Until the pandemic struck in early 2020, shares in FTSE 100 cruise ship group Carnival (LSE: CCL) had not traded below 3,000p for five years. But last April saw the Carnival share price fall as low as 605p, before recovering to close at 1,651p on Tuesday (just 4p below its price of exactly a year ago).
Will Carnival stock return to its pre-pandemic level of 3,000p? I expect Carnival’s business to recover well, but I’m not sure I’d buy the stock today. This is why.
Carry on cruising
Cruisers are well-known as ‘sticky’ customers. Once they’re hooked on the cruise ship experience, they tend to come back for more. Not only this, but many passengers are loyal to their preferred cruise brands.
Carnival is well positioned in this market. The FTSE 100 group is the largest cruise ship operator in the world and owns many of the major cruise brands. Examples include Cunard, P&O, Holland America, AIDA, Costa, and Princess Cruises.

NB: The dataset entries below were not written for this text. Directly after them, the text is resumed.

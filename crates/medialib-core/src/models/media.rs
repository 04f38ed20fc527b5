use std::collections::HashMap;
use std::path::Path;

use chrono::{DateTime, Utc};
use serde::{Deserialize, Serialize};
use serde_json::Value;
use uuid::Uuid;

use crate::metadata::MetadataSource;
use crate::models::owner::OwnerDescriptor;

/// A media asset. File bytes live in an external image service addressed by
/// `uuid`; this row carries identity, dimensions, the base caption/alt text
/// and the configuration-driven extra metadata fields.
#[derive(Debug, Clone, Serialize, Deserialize)]
pub struct Media {
    pub id: i64,
    pub uuid: Uuid,
    pub filename: String,
    pub alt_text: Option<String>,
    pub caption: Option<String>,
    pub width: i32,
    pub height: i32,
    /// Extra metadata fields from configuration. Translatable fields hold a
    /// locale -> value object, plain fields hold a scalar. All optional.
    pub extra: HashMap<String, Value>,
    pub created_at: DateTime<Utc>,
    pub updated_at: DateTime<Utc>,
}

impl Media {
    pub fn dimensions(&self) -> String {
        format!("{}x{}", self.width, self.height)
    }

    /// Derive a default alt text from an uploaded filename: strip directory,
    /// extension and a trailing `@2x` retina suffix, replace everything
    /// non-alphanumeric with spaces, and uppercase each word.
    pub fn alt_text_from(filename: &str) -> String {
        let stem = Path::new(filename)
            .file_stem()
            .and_then(|s| s.to_str())
            .unwrap_or(filename);
        let stem = stem.strip_suffix("@2x").unwrap_or(stem);

        stem.chars()
            .map(|c| if c.is_ascii_alphanumeric() { c } else { ' ' })
            .collect::<String>()
            .split_whitespace()
            .map(capitalize)
            .collect::<Vec<_>>()
            .join(" ")
    }
}

fn capitalize(word: &str) -> String {
    let mut chars = word.chars();
    match chars.next() {
        Some(first) => first.to_uppercase().chain(chars).collect(),
        None => String::new(),
    }
}

impl MetadataSource for Media {
    fn metadata_attribute(&self, field: &str) -> Option<Value> {
        match field {
            "caption" => self.caption.clone().map(Value::String),
            "altText" | "alt_text" => self.alt_text.clone().map(Value::String),
            "filename" => Some(Value::String(self.filename.clone())),
            _ => self.extra.get(field).cloned(),
        }
    }
}

/// Database row for a media asset. `extra_metadata` is stored as raw JSON
/// text and parsed leniently on the way to the domain model.
#[cfg(feature = "sqlx")]
#[derive(Debug, Clone, sqlx::FromRow)]
pub struct MediaRow {
    pub id: i64,
    pub uuid: Uuid,
    pub filename: String,
    pub alt_text: Option<String>,
    pub caption: Option<String>,
    pub width: i32,
    pub height: i32,
    pub extra_metadata: Option<String>,
    pub created_at: DateTime<Utc>,
    pub updated_at: DateTime<Utc>,
}

#[cfg(feature = "sqlx")]
impl MediaRow {
    /// Parse the stored extra metadata. Anything that is not a JSON object
    /// degrades to an empty map.
    pub fn extra_parsed(&self) -> HashMap<String, Value> {
        self.extra_metadata
            .as_deref()
            .and_then(|raw| serde_json::from_str::<Value>(raw).ok())
            .and_then(|value| match value {
                Value::Object(map) => Some(map.into_iter().collect()),
                _ => None,
            })
            .unwrap_or_default()
    }

    pub fn into_media(self) -> Media {
        let extra = self.extra_parsed();
        Media {
            id: self.id,
            uuid: self.uuid,
            filename: self.filename,
            alt_text: self.alt_text,
            caption: self.caption,
            width: self.width,
            height: self.height,
            extra,
            created_at: self.created_at,
            updated_at: self.updated_at,
        }
    }
}

/// CMS projection of a media asset, consumed by the presentation layer.
#[derive(Debug, Clone, Serialize)]
pub struct MediaCmsPayload {
    pub id: i64,
    pub name: String,
    pub thumbnail: String,
    pub original: String,
    pub medium: String,
    pub width: i32,
    pub height: i32,
    pub tags: Vec<String>,
    /// Present only while the asset has no owners.
    #[serde(rename = "deleteUrl")]
    pub delete_url: Option<String>,
    #[serde(rename = "updateUrl")]
    pub update_url: String,
    #[serde(rename = "updateBulkUrl")]
    pub update_bulk_url: String,
    #[serde(rename = "deleteBulkUrl")]
    pub delete_bulk_url: String,
    pub metadatas: MediaMetadataBlock,
    pub owners: Vec<OwnerDescriptor>,
}

/// Metadata split of the CMS projection: `default` carries the asset's own
/// fields, `custom` the placement-specific overrides (always-null
/// placeholders for now).
#[derive(Debug, Clone, Serialize)]
pub struct MediaMetadataBlock {
    pub default: Value,
    pub custom: Value,
}
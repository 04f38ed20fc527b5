//! Tracing setup for host binaries and tests.

use tracing_subscriber::{fmt, layer::SubscriberExt, util::SubscriberInitExt, EnvFilter};

/// Install a global tracing subscriber: `RUST_LOG`-style env filtering with a
/// plain fmt layer, defaulting to `info`. Safe to call more than once; later
/// calls are no-ops.
pub fn init_tracing() {
    let filter = EnvFilter::try_from_default_env().unwrap_or_else(|_| EnvFilter::new("info"));
    let _ = tracing_subscriber::registry()
        .with(filter)
        .with(fmt::layer())
        .try_init();
}
//! Owner projector
//!
//! Turns raw ownership records into uniform [`OwnerDescriptor`]s without
//! knowing the owners' concrete types: type tags resolve through the morph
//! map, blocks are normalized to their parent entity, and every resolution
//! failure drops the record instead of failing the whole pass: the owners
//! list must stay renderable over a partially inconsistent database.

use std::collections::HashMap;
use std::sync::Arc;

use medialib_core::{
    display_value, inflect, AppError, MediaLibraryConfig, Mediable, OwnerDescriptor, OwnerEntity,
    ResolvedOwner,
};

use crate::owners::EntityLoaderRegistry;
use crate::routes::RouteBuilder;

pub struct OwnerProjector {
    loaders: Arc<EntityLoaderRegistry>,
    routes: Arc<dyn RouteBuilder>,
    browser_route_prefixes: HashMap<String, String>,
}

impl OwnerProjector {
    pub fn new(
        loaders: Arc<EntityLoaderRegistry>,
        routes: Arc<dyn RouteBuilder>,
        config: &MediaLibraryConfig,
    ) -> Self {
        Self {
            loaders,
            routes,
            browser_route_prefixes: config.browser_route_prefixes.clone(),
        }
    }

    /// Project ownership records into descriptors. Output is stable-ordered
    /// and re-indexed: dropped records leave no gap. Only hard collaborator
    /// failures (e.g. lost connections) error out.
    pub async fn project(
        &self,
        records: &[Mediable],
    ) -> Result<Vec<OwnerDescriptor>, AppError> {
        let mut owners = Vec::with_capacity(records.len());

        for record in records {
            let Some(loader) = self.loaders.resolve(&record.mediable_type) else {
                tracing::debug!(
                    mediable_type = %record.mediable_type,
                    mediable_id = record.mediable_id,
                    "no loader registered for owner type, dropping record"
                );
                continue;
            };

            let Some(resolved) = loader.find_by_id(record.mediable_id).await? else {
                tracing::debug!(
                    mediable_type = %record.mediable_type,
                    mediable_id = record.mediable_id,
                    "owner entity no longer exists, dropping record"
                );
                continue;
            };

            // Blocks are proxies: substitute the parent entity, or drop the
            // record when the chain ends nowhere.
            let subject = match resolved {
                ResolvedOwner::Entity(entity) => entity,
                ResolvedOwner::Block {
                    parent: Some(parent),
                } => parent,
                ResolvedOwner::Block { parent: None } => {
                    tracing::debug!(
                        mediable_id = record.mediable_id,
                        "block owner has no parent entity, dropping record"
                    );
                    continue;
                }
            };

            owners.push(self.describe(subject));
        }

        Ok(owners)
    }

    fn describe(&self, subject: Arc<dyn OwnerEntity>) -> OwnerDescriptor {
        let module = inflect::module_name(subject.type_name());
        let title_key = subject.title_key().to_string();
        let name = subject
            .attribute(&title_key)
            .as_ref()
            .and_then(display_value)
            .unwrap_or_default();
        let prefix = self
            .browser_route_prefixes
            .get(&module)
            .map(String::as_str);
        let edit = self
            .routes
            .module_route(&module, prefix, "edit", subject.id());

        OwnerDescriptor {
            id: subject.id(),
            slug: subject.slug(),
            name,
            title_key,
            module,
            edit,
            entity: subject,
        }
    }
}

#[cfg(test)]
mod tests {
    use super::*;
    use crate::owners::EntityLoader;
    use crate::routes::AdminRouteBuilder;
    use async_trait::async_trait;
    use chrono::Utc;
    use serde_json::Value;

    #[derive(Debug)]
    struct TestEntity {
        id: i64,
        type_name: &'static str,
        title: &'static str,
        slug: Option<&'static str>,
    }

    impl OwnerEntity for TestEntity {
        fn id(&self) -> i64 {
            self.id
        }

        fn type_name(&self) -> &str {
            self.type_name
        }

        fn attribute(&self, name: &str) -> Option<Value> {
            (name == "title").then(|| Value::String(self.title.to_string()))
        }

        fn slug(&self) -> Option<String> {
            self.slug.map(|s| s.to_string())
        }
    }

    /// Loader backed by a fixed set of entities; ids not present are
    /// dangling references.
    struct MapLoader {
        entities: HashMap<i64, Arc<dyn OwnerEntity>>,
    }

    #[async_trait]
    impl EntityLoader for MapLoader {
        async fn find_by_id(&self, id: i64) -> Result<Option<ResolvedOwner>, AppError> {
            Ok(self
                .entities
                .get(&id)
                .cloned()
                .map(ResolvedOwner::Entity))
        }
    }

    /// Loader whose every entity is a block delegating to an optional parent.
    struct BlockLoader {
        parents: HashMap<i64, Option<Arc<dyn OwnerEntity>>>,
    }

    #[async_trait]
    impl EntityLoader for BlockLoader {
        async fn find_by_id(&self, id: i64) -> Result<Option<ResolvedOwner>, AppError> {
            Ok(self
                .parents
                .get(&id)
                .map(|parent| ResolvedOwner::Block {
                    parent: parent.clone(),
                }))
        }
    }

    struct FailingLoader;

    #[async_trait]
    impl EntityLoader for FailingLoader {
        async fn find_by_id(&self, _id: i64) -> Result<Option<ResolvedOwner>, AppError> {
            Err(AppError::Internal("connection lost".to_string()))
        }
    }

    fn record(mediable_type: &str, mediable_id: i64) -> Mediable {
        Mediable {
            id: mediable_id,
            media_id: 1,
            mediable_type: mediable_type.to_string(),
            mediable_id,
            role: None,
            metadatas: "{}".to_string(),
            created_at: Utc::now(),
        }
    }

    fn article(id: i64, title: &'static str) -> Arc<dyn OwnerEntity> {
        Arc::new(TestEntity {
            id,
            type_name: "Article",
            title,
            slug: Some("hello-world"),
        })
    }

    fn projector_with(loaders: EntityLoaderRegistry) -> OwnerProjector {
        let config = MediaLibraryConfig {
            browser_route_prefixes: HashMap::from([(
                "articles".to_string(),
                "content".to_string(),
            )]),
            ..Default::default()
        };
        OwnerProjector::new(
            Arc::new(loaders),
            Arc::new(AdminRouteBuilder::new("/admin")),
            &config,
        )
    }

    #[tokio::test]
    async fn test_live_entity_projects_full_descriptor() {
        let mut registry = EntityLoaderRegistry::new();
        registry.register(
            "articles",
            Arc::new(MapLoader {
                entities: HashMap::from([(5, article(5, "Hello"))]),
            }),
        );
        let projector = projector_with(registry);

        let owners = projector.project(&[record("articles", 5)]).await.unwrap();
        assert_eq!(owners.len(), 1);
        assert_eq!(owners[0].id, 5);
        assert_eq!(owners[0].name, "Hello");
        assert_eq!(owners[0].title_key, "title");
        assert_eq!(owners[0].module, "articles");
        assert_eq!(owners[0].slug.as_deref(), Some("hello-world"));
        assert_eq!(owners[0].edit, "/admin/content/articles/5/edit");
    }

    #[tokio::test]
    async fn test_dangling_reference_dropped() {
        let mut registry = EntityLoaderRegistry::new();
        registry.register(
            "articles",
            Arc::new(MapLoader {
                entities: HashMap::from([(5, article(5, "Hello"))]),
            }),
        );
        let projector = projector_with(registry);

        // One record points at a deleted entity, one at a live Article.
        let records = [record("articles", 404), record("articles", 5)];
        let owners = projector.project(&records).await.unwrap();
        assert_eq!(owners.len(), 1);
        assert_eq!(owners[0].id, 5);
        assert_eq!(owners[0].name, "Hello");
    }

    #[tokio::test]
    async fn test_unmapped_type_tag_dropped() {
        let projector = projector_with(EntityLoaderRegistry::new());
        let owners = projector.project(&[record("mystery", 1)]).await.unwrap();
        assert!(owners.is_empty());
    }

    #[tokio::test]
    async fn test_block_delegates_to_parent() {
        let mut registry = EntityLoaderRegistry::new();
        registry.register(
            "blocks",
            Arc::new(BlockLoader {
                parents: HashMap::from([(9, Some(article(5, "Hello")))]),
            }),
        );
        let projector = projector_with(registry);

        let owners = projector.project(&[record("blocks", 9)]).await.unwrap();
        assert_eq!(owners.len(), 1);
        // Module derives from the parent type, never from the block.
        assert_eq!(owners[0].module, "articles");
        assert_eq!(owners[0].id, 5);
    }

    #[tokio::test]
    async fn test_block_without_parent_dropped() {
        let mut registry = EntityLoaderRegistry::new();
        registry.register(
            "blocks",
            Arc::new(BlockLoader {
                parents: HashMap::from([(9, None)]),
            }),
        );
        let projector = projector_with(registry);

        let records = [record("blocks", 9)];
        let owners = projector.project(&records).await.unwrap();
        // Sequence shrinks by exactly one versus the input.
        assert_eq!(owners.len(), records.len() - 1);
    }

    #[tokio::test]
    async fn test_output_is_reindexed_and_stable() {
        let mut registry = EntityLoaderRegistry::new();
        registry.register(
            "articles",
            Arc::new(MapLoader {
                entities: HashMap::from([
                    (1, article(1, "First")),
                    (3, article(3, "Third")),
                ]),
            }),
        );
        let projector = projector_with(registry);

        let records = [
            record("articles", 1),
            record("articles", 2),
            record("articles", 3),
        ];
        let owners = projector.project(&records).await.unwrap();
        assert_eq!(owners.len(), 2);
        assert_eq!(owners[0].name, "First");
        assert_eq!(owners[1].name, "Third");
    }

    #[tokio::test]
    async fn test_loader_hard_failure_propagates() {
        let mut registry = EntityLoaderRegistry::new();
        registry.register("articles", Arc::new(FailingLoader));
        let projector = projector_with(registry);

        let result = projector.project(&[record("articles", 1)]).await;
        assert!(result.is_err());
    }

    #[tokio::test]
    async fn test_module_without_route_prefix() {
        let mut registry = EntityLoaderRegistry::new();
        registry.register(
            "caseStudies",
            Arc::new(MapLoader {
                entities: HashMap::from([(
                    2,
                    Arc::new(TestEntity {
                        id: 2,
                        type_name: "CaseStudy",
                        title: "Study",
                        slug: None,
                    }) as Arc<dyn OwnerEntity>,
                )]),
            }),
        );
        let projector = projector_with(registry);

        let owners = projector.project(&[record("caseStudies", 2)]).await.unwrap();
        assert_eq!(owners[0].module, "caseStudies");
        assert_eq!(owners[0].slug, None);
        assert_eq!(owners[0].edit, "/admin/caseStudies/2/edit");
    }
}
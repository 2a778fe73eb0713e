//! Error types shared by the resolver, the reconciler, and record sources.

use chrono::NaiveDate;
use thiserror::Error;

/// Failure reported by a [`RecordSource`](crate::source::RecordSource).
///
/// Any of these leaves the session exactly as it was before the attempt.
#[derive(Debug, Clone, Error, PartialEq, Eq)]
pub enum SourceError {
    #[error("authentication failed: {0}")]
    Auth(String),

    #[error("request failed: {0}")]
    Http(String),

    #[error("could not decode response: {0}")]
    Decode(String),

    #[error("source misconfigured: {0}")]
    Config(String),
}

/// Errors surfaced by period resolution and session refresh.
#[derive(Debug, Clone, Error, PartialEq, Eq)]
pub enum DashboardError {
    /// Custom range whose start date falls after its end date.
    #[error("invalid range: start date {start} is after end date {end}")]
    InvalidRange { start: NaiveDate, end: NaiveDate },

    #[error("unsupported period: {0}")]
    UnsupportedPeriod(String),

    #[error(transparent)]
    Source(#[from] SourceError),
}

Passenger numbers hit new records in the years before the pandemic, lifting Carnival’s share price to an all-time high of more than 5,100p in 2017.
A return to growth seems likely to me, as advance bookings for 2022 are said to be ahead of the same period in 2019. Carnival says that these bookings have been made despite “minimal advertising or marketing”.
These figures tell me that demand for cruising is likely to be strong after the pandemic. The company just has to stay afloat until then.
$9.5bn cash pile
Last year, the entire global cruise ship industry was shut down. Luckily, the financial markets have proved quite happy to support Carnival with injections of cash.
The company ended last year with $9.5bn of cash on its balance sheet. This should provide the all-important liquidity needed to get through 2021.
The only problem is that this cash hasn’t come cheap. Carnival’s long-term debt rose from $9.7bn to $22.1bn last year. Some of this cash was borrowed at quite high interest rates.
The company is already making moves to limit further borrowing by selling batches of new shares. $1bn of new shares were sold in February, for example.
Carnival’s share price: high enough already?
I’m pretty certain that Carnival will make it through to the other side of the pandemic. But I think that the recovery period could be difficult for shareholders.
In my view, a return to normal cruising schedules is unlikely until 2022. This is a view shared by City analysts. Their forecasts suggest that Carnival’s revenue this year could fall to just $4.4bn. That’s nearly 80% lower than in 2019, when revenue topped $20bn.
A proper recovery is expected in 2022. But in the meantime, Carnival must service its increased debt pile. This could put pressure on valuable cash reserves unless the company opts to raise more money by selling more new shares. This is what I expect to happen.
Carnival’s share price has risen despite the risk of future dilution from new stock issues. But if it carries out a major refinancing, then future profits will have to be split among more shares. This would make earnings per share lower than in the past, even if profits returned to pre-pandemic levels.
I think my chance to buy Carnival shares at bargain prices has passed. I don’t think the share price will return to 3,000p for some years. This stock doesn’t look cheap to me today.